Senator John Kennedy told The Washington Post that “this verdict brings accountability at last for official deception and the politics of smear and fear.”
Republicans quickly criticized the conviction. “It’s a terrible miscarriage of justice and abuse of prosecutorial power,” said Senator Trent Lott in a March 8 Washington Post article.
The conviction also highlighted Dick Cheney’s loss of influence in Washington.
“The trial has been death by 1,000 cuts for Cheney,” Scott Reed, a Republican strategist told the New York Times in a March 7 article. “It’s hurt him inside the administration. It’s hurt him with the Congress, and it’s hurt his stature around the world.”
“There is a cloud over the vice president,” prosecutor Patrick Fitzgerald told the jury in his closing statements.
But his troubles don’t end with the Libby verdict. A lawsuit brought against White House officials by Valerie Plame threatens to reveal even more about the inner-workings of the administration.
The Vice-President, along with Libby, Karl Rove, and State Department Deputy Secretary Richard Armitage who later in the case admitted to being the original source of the leak, have been named in the lawsuit.
“The Libby trial makes abundantly clear there was wrongdoing going on at the highest levels of our government, and that’s what this case is about,” said Plame’s lawyer Erwin Chemerinsky to The Washington Post in a March 8 article.
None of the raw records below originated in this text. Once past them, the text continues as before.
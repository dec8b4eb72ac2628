use std::collections::HashMap;
use std::time::SystemTime;

use quick_xml::Reader;
use quick_xml::escape::escape;
use quick_xml::events::Event;
use reqwest::StatusCode;

use crate::client::DavError;

#[derive(Debug, Clone, Copy, PartialEq, Eq)]
pub enum Depth {
    Zero,
    One,
}

impl Depth {
    pub fn as_header_value(self) -> &'static str {
        match self {
            Depth::Zero => "0",
            Depth::One => "1",
        }
    }
}

/// Live properties from the `DAV:` namespace understood by the client.
#[derive(Debug, Clone, Copy, PartialEq, Eq, Hash)]
pub enum Prop {
    ResourceType,
    GetContentLength,
    GetContentType,
    GetLastModified,
    QuotaAvailableBytes,
    /// Writable modification time accepted by ownCloud-style servers via PROPPATCH.
    LastModified,
}

impl Prop {
    pub fn local_name(self) -> &'static str {
        match self {
            Prop::ResourceType => "resourcetype",
            Prop::GetContentLength => "getcontentlength",
            Prop::GetContentType => "getcontenttype",
            Prop::GetLastModified => "getlastmodified",
            Prop::QuotaAvailableBytes => "quota-available-bytes",
            Prop::LastModified => "lastmodified",
        }
    }
}

/// Properties reported with a success status for one resource.
///
/// Values are keyed by element local name; namespaces are not tracked.
#[derive(Debug, Clone, Default, PartialEq, Eq)]
pub struct PropMap {
    values: HashMap<String, String>,
    collection: bool,
}

impl PropMap {
    pub fn get(&self, prop: Prop) -> Option<&str> {
        self.values.get(prop.local_name()).map(String::as_str)
    }

    pub fn contains(&self, prop: Prop) -> bool {
        self.values.contains_key(prop.local_name())
    }

    pub fn is_collection(&self) -> bool {
        self.collection
    }

    pub fn content_length(&self) -> Option<u64> {
        self.get(Prop::GetContentLength)?.trim().parse().ok()
    }

    pub fn content_type(&self) -> Option<&str> {
        self.get(Prop::GetContentType).filter(|value| !value.is_empty())
    }

    pub fn last_modified(&self) -> Option<SystemTime> {
        httpdate::parse_http_date(self.get(Prop::GetLastModified)?.trim()).ok()
    }

    /// Negative values (RFC 4331 servers use them for "unknown") are reported as `None`.
    pub fn quota_available_bytes(&self) -> Option<u64> {
        self.get(Prop::QuotaAvailableBytes)?.trim().parse().ok()
    }

    fn merge(&mut self, other: PropMap) {
        self.values.extend(other.values);
        self.collection |= other.collection;
    }
}

#[derive(Debug, Clone, Default, PartialEq, Eq)]
pub struct DavResponse {
    pub href: String,
    /// Response-level status, present when the server reports one instead of propstats.
    pub status: Option<StatusCode>,
    pub props: PropMap,
    /// First non-success propstat status, if any.
    pub rejected_status: Option<StatusCode>,
}

pub(crate) fn propfind_body(props: &[Prop]) -> String {
    let mut body = String::from(r#"<?xml version="1.0" encoding="utf-8"?><d:propfind xmlns:d="DAV:">"#);
    if props.is_empty() {
        body.push_str("<d:allprop/>");
    } else {
        body.push_str("<d:prop>");
        for prop in props {
            body.push_str(&format!("<d:{}/>", prop.local_name()));
        }
        body.push_str("</d:prop>");
    }
    body.push_str("</d:propfind>");
    body
}

pub(crate) fn proppatch_body(props: &[(Prop, String)]) -> String {
    let mut body =
        String::from(r#"<?xml version="1.0" encoding="utf-8"?><d:propertyupdate xmlns:d="DAV:">"#);
    body.push_str("<d:set><d:prop>");
    for (prop, value) in props {
        let name = prop.local_name();
        body.push_str(&format!("<d:{name}>{}</d:{name}>", escape(value.as_str())));
    }
    body.push_str("</d:prop></d:set></d:propertyupdate>");
    body
}

/// Parses a `207 Multi-Status` body into per-resource entries, in document order.
pub fn parse_multistatus(xml: &str) -> Result<Vec<DavResponse>, DavError> {
    let mut reader = Reader::from_str(xml);
    reader.config_mut().trim_text(true);
    let mut parser = Parser::default();

    loop {
        match reader.read_event() {
            Ok(Event::Start(e)) => {
                let name = String::from_utf8_lossy(e.local_name().as_ref()).into_owned();
                parser.open(&name);
            }
            Ok(Event::Empty(e)) => {
                let name = String::from_utf8_lossy(e.local_name().as_ref()).into_owned();
                parser.open(&name);
                parser.close(&name);
            }
            Ok(Event::End(e)) => {
                let name = String::from_utf8_lossy(e.local_name().as_ref()).into_owned();
                parser.close(&name);
            }
            Ok(Event::Text(e)) => {
                let text = e.unescape().map_err(|err| DavError::Xml(err.to_string()))?;
                parser.text.push_str(&text);
            }
            Ok(Event::CData(e)) => parser.text.push_str(&String::from_utf8_lossy(&e)),
            Ok(Event::Eof) => break,
            Err(err) => return Err(DavError::Xml(err.to_string())),
            _ => {}
        }
    }

    if !parser.saw_multistatus {
        return Err(DavError::Xml("missing multistatus root element".into()));
    }
    Ok(parser.responses)
}

#[derive(Debug, Default)]
struct Propstat {
    props: PropMap,
    status: Option<StatusCode>,
}

#[derive(Debug, Default)]
struct Parser {
    saw_multistatus: bool,
    responses: Vec<DavResponse>,
    response: Option<DavResponse>,
    propstat: Option<Propstat>,
    in_prop: bool,
    property: Option<String>,
    nested: usize,
    text: String,
}

impl Parser {
    fn open(&mut self, name: &str) {
        if let Some(property) = self.property.as_deref() {
            self.nested += 1;
            if property == "resourcetype" && name == "collection" {
                if let Some(propstat) = self.propstat.as_mut() {
                    propstat.props.collection = true;
                }
            }
            return;
        }
        if self.in_prop {
            self.property = Some(name.to_string());
            self.nested = 0;
            self.text.clear();
            return;
        }
        match name {
            "multistatus" => self.saw_multistatus = true,
            "response" => self.response = Some(DavResponse::default()),
            "propstat" if self.response.is_some() => self.propstat = Some(Propstat::default()),
            "prop" if self.propstat.is_some() => self.in_prop = true,
            "href" | "status" => self.text.clear(),
            _ => {}
        }
    }

    fn close(&mut self, name: &str) {
        if self.property.is_some() {
            if self.nested > 0 {
                self.nested -= 1;
                return;
            }
            let property = self.property.take().unwrap_or_default();
            let value = self.text.trim().to_string();
            self.text.clear();
            if let Some(propstat) = self.propstat.as_mut() {
                propstat.props.values.insert(property, value);
            }
            return;
        }
        if self.in_prop {
            if name == "prop" {
                self.in_prop = false;
            }
            return;
        }
        match name {
            "href" => {
                if let Some(response) = self.response.as_mut() {
                    if response.href.is_empty() {
                        response.href = self.text.trim().to_string();
                    }
                }
            }
            "status" => {
                let status = parse_status_line(&self.text);
                if let Some(propstat) = self.propstat.as_mut() {
                    propstat.status = status;
                } else if let Some(response) = self.response.as_mut() {
                    response.status = status;
                }
            }
            "propstat" => {
                if let (Some(propstat), Some(response)) =
                    (self.propstat.take(), self.response.as_mut())
                {
                    match propstat.status {
                        Some(status) if !status.is_success() => {
                            response.rejected_status.get_or_insert(status);
                        }
                        _ => response.props.merge(propstat.props),
                    }
                }
            }
            "response" => {
                if let Some(response) = self.response.take() {
                    self.responses.push(response);
                }
            }
            _ => {}
        }
    }
}

fn parse_status_line(line: &str) -> Option<StatusCode> {
    let code = line.split_whitespace().nth(1)?.parse::<u16>().ok()?;
    StatusCode::from_u16(code).ok()
}

#[cfg(test)]
mod tests {
    use super::*;

    const LISTING: &str = r#"<?xml version="1.0" encoding="utf-8"?>
<d:multistatus xmlns:d="DAV:" xmlns:oc="http://owncloud.org/ns">
  <d:response>
    <d:href>/remote.php/webdav/Docs/</d:href>
    <d:propstat>
      <d:prop>
        <d:resourcetype><d:collection/></d:resourcetype>
        <d:getlastmodified>Tue, 02 Jan 2024 10:00:00 GMT</d:getlastmodified>
        <d:quota-available-bytes>4096</d:quota-available-bytes>
      </d:prop>
      <d:status>HTTP/1.1 200 OK</d:status>
    </d:propstat>
  </d:response>
  <d:response>
    <d:href>/remote.php/webdav/Docs/Hello%20World.txt</d:href>
    <d:propstat>
      <d:prop>
        <d:resourcetype/>
        <d:getcontentlength>12</d:getcontentlength>
        <d:getcontenttype>text/plain</d:getcontenttype>
      </d:prop>
      <d:status>HTTP/1.1 200 OK</d:status>
    </d:propstat>
    <d:propstat>
      <d:prop>
        <d:quota-available-bytes/>
      </d:prop>
      <d:status>HTTP/1.1 404 Not Found</d:status>
    </d:propstat>
  </d:response>
</d:multistatus>"#;

    #[test]
    fn parses_entries_in_document_order() {
        let responses = parse_multistatus(LISTING).unwrap();

        assert_eq!(responses.len(), 2);
        assert_eq!(responses[0].href, "/remote.php/webdav/Docs/");
        assert!(responses[0].props.is_collection());
        assert_eq!(responses[0].props.quota_available_bytes(), Some(4096));
        assert_eq!(responses[1].href, "/remote.php/webdav/Docs/Hello%20World.txt");
        assert!(!responses[1].props.is_collection());
        assert_eq!(responses[1].props.content_length(), Some(12));
        assert_eq!(responses[1].props.content_type(), Some("text/plain"));
    }

    #[test]
    fn drops_properties_from_failed_propstats() {
        let responses = parse_multistatus(LISTING).unwrap();
        let file = &responses[1];

        assert!(!file.props.contains(Prop::QuotaAvailableBytes));
        assert_eq!(file.rejected_status, Some(StatusCode::NOT_FOUND));
    }

    #[test]
    fn parses_http_dates() {
        let responses = parse_multistatus(LISTING).unwrap();
        let modified = responses[0].props.last_modified().unwrap();
        let expected = httpdate::parse_http_date("Tue, 02 Jan 2024 10:00:00 GMT").unwrap();
        assert_eq!(modified, expected);
    }

    #[test]
    fn accepts_unprefixed_default_namespace() {
        let xml = r#"<multistatus xmlns="DAV:"><response><href>/a</href>
            <propstat><prop><resourcetype><collection/></resourcetype></prop>
            <status>HTTP/1.1 200 OK</status></propstat></response></multistatus>"#;
        let responses = parse_multistatus(xml).unwrap();
        assert_eq!(responses.len(), 1);
        assert!(responses[0].props.is_collection());
    }

    #[test]
    fn records_response_level_status() {
        let xml = r#"<d:multistatus xmlns:d="DAV:"><d:response><d:href>/gone</d:href>
            <d:status>HTTP/1.1 404 Not Found</d:status></d:response></d:multistatus>"#;
        let responses = parse_multistatus(xml).unwrap();
        assert_eq!(responses[0].status, Some(StatusCode::NOT_FOUND));
    }

    #[test]
    fn negative_quota_is_unknown() {
        let xml = r#"<d:multistatus xmlns:d="DAV:"><d:response><d:href>/</d:href>
            <d:propstat><d:prop><d:quota-available-bytes>-3</d:quota-available-bytes></d:prop>
            <d:status>HTTP/1.1 200 OK</d:status></d:propstat></d:response></d:multistatus>"#;
        let responses = parse_multistatus(xml).unwrap();
        assert!(responses[0].props.contains(Prop::QuotaAvailableBytes));
        assert_eq!(responses[0].props.quota_available_bytes(), None);
    }

    #[test]
    fn rejects_documents_without_multistatus() {
        assert!(matches!(
            parse_multistatus("<html><body>login</body></html>"),
            Err(DavError::Xml(_))
        ));
    }

    #[test]
    fn builds_propfind_and_proppatch_bodies() {
        let body = propfind_body(&[Prop::ResourceType, Prop::GetContentLength]);
        assert!(body.contains("<d:prop><d:resourcetype/><d:getcontentlength/></d:prop>"));
        assert!(propfind_body(&[]).contains("<d:allprop/>"));

        let patch = proppatch_body(&[(Prop::LastModified, "1700000000".into())]);
        assert!(patch.contains("<d:lastmodified>1700000000</d:lastmodified>"));
    }
}
use dav_core::{ClientConfig, DavClient};
use tokio::sync::OnceCell;

use crate::config::MountSettings;
use crate::error::StorageError;

/// Lazily configured wire client for one mount.
///
/// Configuration happens at most once even under concurrent first use; a failed
/// attempt leaves the cell empty so the next operation retries.
pub(crate) struct ConnectionContext {
    settings: MountSettings,
    client: OnceCell<DavClient>,
}

impl ConnectionContext {
    pub fn new(settings: MountSettings) -> Self {
        Self {
            settings,
            client: OnceCell::new(),
        }
    }

    pub fn settings(&self) -> &MountSettings {
        &self.settings
    }

    pub async fn ensure_ready(&self) -> Result<&DavClient, StorageError> {
        self.client
            .get_or_try_init(|| async {
                let settings = &self.settings;
                let mut config =
                    ClientConfig::new(settings.base_uri(), &settings.user, &settings.password);
                config.trusted_certificates = settings.trusted_certificates.clone();
                config.timeout = settings.timeout;
                tracing::debug!(
                    base_uri = %settings.base_uri(),
                    trusted_certificates = settings.trusted_certificates.is_some(),
                    "configuring webdav client"
                );
                DavClient::new(config).map_err(StorageError::from)
            })
            .await
    }

    #[cfg(test)]
    pub fn is_ready(&self) -> bool {
        self.client.initialized()
    }
}

#[cfg(test)]
mod tests {
    use std::path::PathBuf;
    use std::sync::Arc;

    use super::*;
    use crate::config::StorageParams;

    fn context(params: StorageParams) -> ConnectionContext {
        ConnectionContext::new(params.validate().unwrap())
    }

    #[tokio::test]
    async fn first_call_configures_client_once() {
        let ctx = context(StorageParams::new("dav.example.com", "alice", "pw").root("dav"));
        assert!(!ctx.is_ready());

        let first = ctx.ensure_ready().await.unwrap() as *const DavClient;
        let second = ctx.ensure_ready().await.unwrap() as *const DavClient;

        assert!(ctx.is_ready());
        assert_eq!(first, second);
        assert_eq!(
            ctx.ensure_ready().await.unwrap().base_url().as_str(),
            "http://dav.example.com/dav/"
        );
    }

    #[tokio::test]
    async fn concurrent_first_calls_share_one_client() {
        let ctx = Arc::new(context(StorageParams::new("dav.example.com", "alice", "pw")));
        let handles: Vec<_> = (0..8)
            .map(|_| {
                let ctx = Arc::clone(&ctx);
                tokio::spawn(async move {
                    ctx.ensure_ready().await.map(|client| client as *const DavClient as usize)
                })
            })
            .collect();

        let mut addresses = Vec::new();
        for handle in handles {
            addresses.push(handle.await.unwrap().unwrap());
        }
        addresses.dedup();
        assert_eq!(addresses.len(), 1);
    }

    #[tokio::test]
    async fn unreadable_trust_store_leaves_context_unconfigured() {
        let mut params = StorageParams::new("dav.example.com", "alice", "pw").secure(true);
        params.trusted_certificates = Some(PathBuf::from("/nonexistent/rootcerts.crt"));
        let ctx = context(params);

        assert!(ctx.ensure_ready().await.is_err());
        assert!(!ctx.is_ready());
    }
}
Libby’s conviction won’t support Plame’s case because the two involve different aspects of the investigation. Libby’s trial was about his role in the investigation of Plame’s identity. The lawsuit claims that Plame and her husband Wilson had their rights to free speech, due process and privacy violated when her name was leaked to the press.
However, it is hoped that the civil suit will reveal how the administration works on the inside.
“The civil case may provide the American public with its only opportunity to hear directly from Vice President Cheney, Mr. Libby, Mr. Rove and Mr. Armitage about what really took place behind the scenes after Joe Wilson exposed the truth about the administration’s justification for the Iraq war,” said Melanie Sloan in the article.
Sloan is director of the liberal watchdog group Citizens for Responsibility and Ethics in Washington, also representing Plame and Wilson.
A hearing is scheduled for May 17 to decide whether the case should be thrown out.